In addition to the general context information described above we included context information specific to the retinal layer segmentation problem. For each surface we calculated the distance of each voxel to the corresponding foreground and background (both in 1D along the Z axis and in 3D) and the minimum 3D distance to the fluid regions.

Fovea estimation

Within the foveal region the configuration of the layers is vastly different from other regions of the retina. In order to encode this property in our training features, we compute the distance of each voxel to the fovea in the XY plane. To get an estimate of the fovea position, we calculate for each A-scan the thickness of each region and use this as a feature vector to train a random forest regressor on the XY distance to the manually annotated fovea location. On the test set we then predict the fovea distance for each A-scan resulting in a distance prediction map (Fig. 8). While the majority of the predicted distance map shows only small prediction errors, some parts are predicted incorrectly. In order to find the fovea center we used a random sample consensus (RANSAC) algorithm that is robust to such outliers.
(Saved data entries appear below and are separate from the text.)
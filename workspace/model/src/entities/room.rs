use sea_orm::entity::prelude::*;

/// A named part of a home. Assets and tasks hang off rooms.
#[derive(Clone, Debug, PartialEq, Eq, DeriveEntityModel)]
#[sea_orm(table_name = "rooms")]
pub struct Model {
    #[sea_orm(primary_key)]
    pub id: i32,
    pub home_id: i32,
    pub name: String,
    pub description: String,
}

#[derive(Copy, Clone, Debug, EnumIter, DeriveRelation)]
pub enum Relation {
    #[sea_orm(
        belongs_to = "super::home::Entity",
        from = "Column::HomeId",
        to = "super::home::Column::Id",
        on_delete = "Cascade"
    )]
    Home,
    #[sea_orm(has_many = "super::asset::Entity")]
    Asset,
    #[sea_orm(has_many = "super::task::Entity")]
    Task,
}

impl Related<super::home::Entity> for Entity {
    fn to() -> RelationDef {
        Relation::Home.def()
    }
}

impl Related<super::asset::Entity> for Entity {
    fn to() -> RelationDef {
        Relation::Asset.def()
    }
}

impl Related<super::task::Entity> for Entity {
    fn to() -> RelationDef {
        Relation::Task.def()
    }
}

impl ActiveModelBehavior for ActiveModel {}
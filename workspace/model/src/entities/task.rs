use chrono::NaiveDate;
use sea_orm::entity::prelude::*;

/// How often a task comes due.
#[derive(Debug, Clone, Copy, PartialEq, Eq, Hash, EnumIter, DeriveActiveEnum)]
#[sea_orm(rs_type = "String", db_type = "String(StringLen::N(20))")]
pub enum TaskInterval {
    #[sea_orm(string_value = "daily")]
    Daily,
    #[sea_orm(string_value = "weekly")]
    Weekly,
    #[sea_orm(string_value = "monthly")]
    Monthly,
    #[sea_orm(string_value = "quarterly")]
    Quarterly,
    #[sea_orm(string_value = "yearly")]
    Yearly,
    #[sea_orm(string_value = "one-time")]
    OneTime,
}

impl TaskInterval {
    /// Parses a submitted interval tag.
    ///
    /// Matching ignores case and surrounding whitespace. Empty or unknown
    /// tags are treated as a one-time task.
    pub fn from_tag(tag: &str) -> Self {
        match tag.trim().to_ascii_lowercase().as_str() {
            "daily" => Self::Daily,
            "weekly" => Self::Weekly,
            "monthly" => Self::Monthly,
            "quarterly" => Self::Quarterly,
            "yearly" => Self::Yearly,
            _ => Self::OneTime,
        }
    }

    pub fn as_tag(&self) -> &'static str {
        match self {
            Self::Daily => "daily",
            Self::Weekly => "weekly",
            Self::Monthly => "monthly",
            Self::Quarterly => "quarterly",
            Self::Yearly => "yearly",
            Self::OneTime => "one-time",
        }
    }

    pub fn label(&self) -> &'static str {
        match self {
            Self::Daily => "Daily",
            Self::Weekly => "Weekly",
            Self::Monthly => "Monthly",
            Self::Quarterly => "Quarterly",
            Self::Yearly => "Yearly",
            Self::OneTime => "One-time",
        }
    }
}

/// A maintenance obligation, recurring or one-time.
///
/// A task always belongs to one home. The room, asset and consumable links
/// are optional and, when present, point inside that same home.
#[derive(Clone, Debug, PartialEq, Eq, DeriveEntityModel)]
#[sea_orm(table_name = "tasks")]
pub struct Model {
    #[sea_orm(primary_key)]
    pub id: i32,
    pub home_id: i32,
    pub room_id: Option<i32>,
    pub asset_id: Option<i32>,
    pub consumable_id: Option<i32>,
    pub name: String,
    pub interval: TaskInterval,
    pub next_due_date: Option<NaiveDate>,
    pub last_completed_date: Option<NaiveDate>,
}

#[derive(Copy, Clone, Debug, EnumIter, DeriveRelation)]
pub enum Relation {
    #[sea_orm(
        belongs_to = "super::home::Entity",
        from = "Column::HomeId",
        to = "super::home::Column::Id",
        on_delete = "Cascade"
    )]
    Home,
    #[sea_orm(
        belongs_to = "super::room::Entity",
        from = "Column::RoomId",
        to = "super::room::Column::Id",
        on_delete = "Cascade"
    )]
    Room,
    #[sea_orm(
        belongs_to = "super::asset::Entity",
        from = "Column::AssetId",
        to = "super::asset::Column::Id",
        on_delete = "Cascade"
    )]
    Asset,
    #[sea_orm(
        belongs_to = "super::consumable::Entity",
        from = "Column::ConsumableId",
        to = "super::consumable::Column::Id",
        on_delete = "Cascade"
    )]
    Consumable,
    #[sea_orm(has_many = "super::log::Entity")]
    Log,
}

impl Related<super::home::Entity> for Entity {
    fn to() -> RelationDef {
        Relation::Home.def()
    }
}

impl Related<super::room::Entity> for Entity {
    fn to() -> RelationDef {
        Relation::Room.def()
    }
}

impl Related<super::asset::Entity> for Entity {
    fn to() -> RelationDef {
        Relation::Asset.def()
    }
}

impl Related<super::consumable::Entity> for Entity {
    fn to() -> RelationDef {
        Relation::Consumable.def()
    }
}

impl Related<super::log::Entity> for Entity {
    fn to() -> RelationDef {
        Relation::Log.def()
    }
}

impl ActiveModelBehavior for ActiveModel {}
We randomly choose an A-scan as the fovea position and count the amount of points in the distance map that would agree with this fovea position (i.e. whose predicted distance matches the actual distance to the chosen fovea position). After repeating this step a number of times the fovea position for which most of the A-scans agree with is chosen as the final position.

 figure: Fig. 8

Fig. 8 Fovea position estimation. Left: Fovea distance prediction; Right: Predicted fovea position, with highlighted points in the distance map that are agreeing with the predicted position.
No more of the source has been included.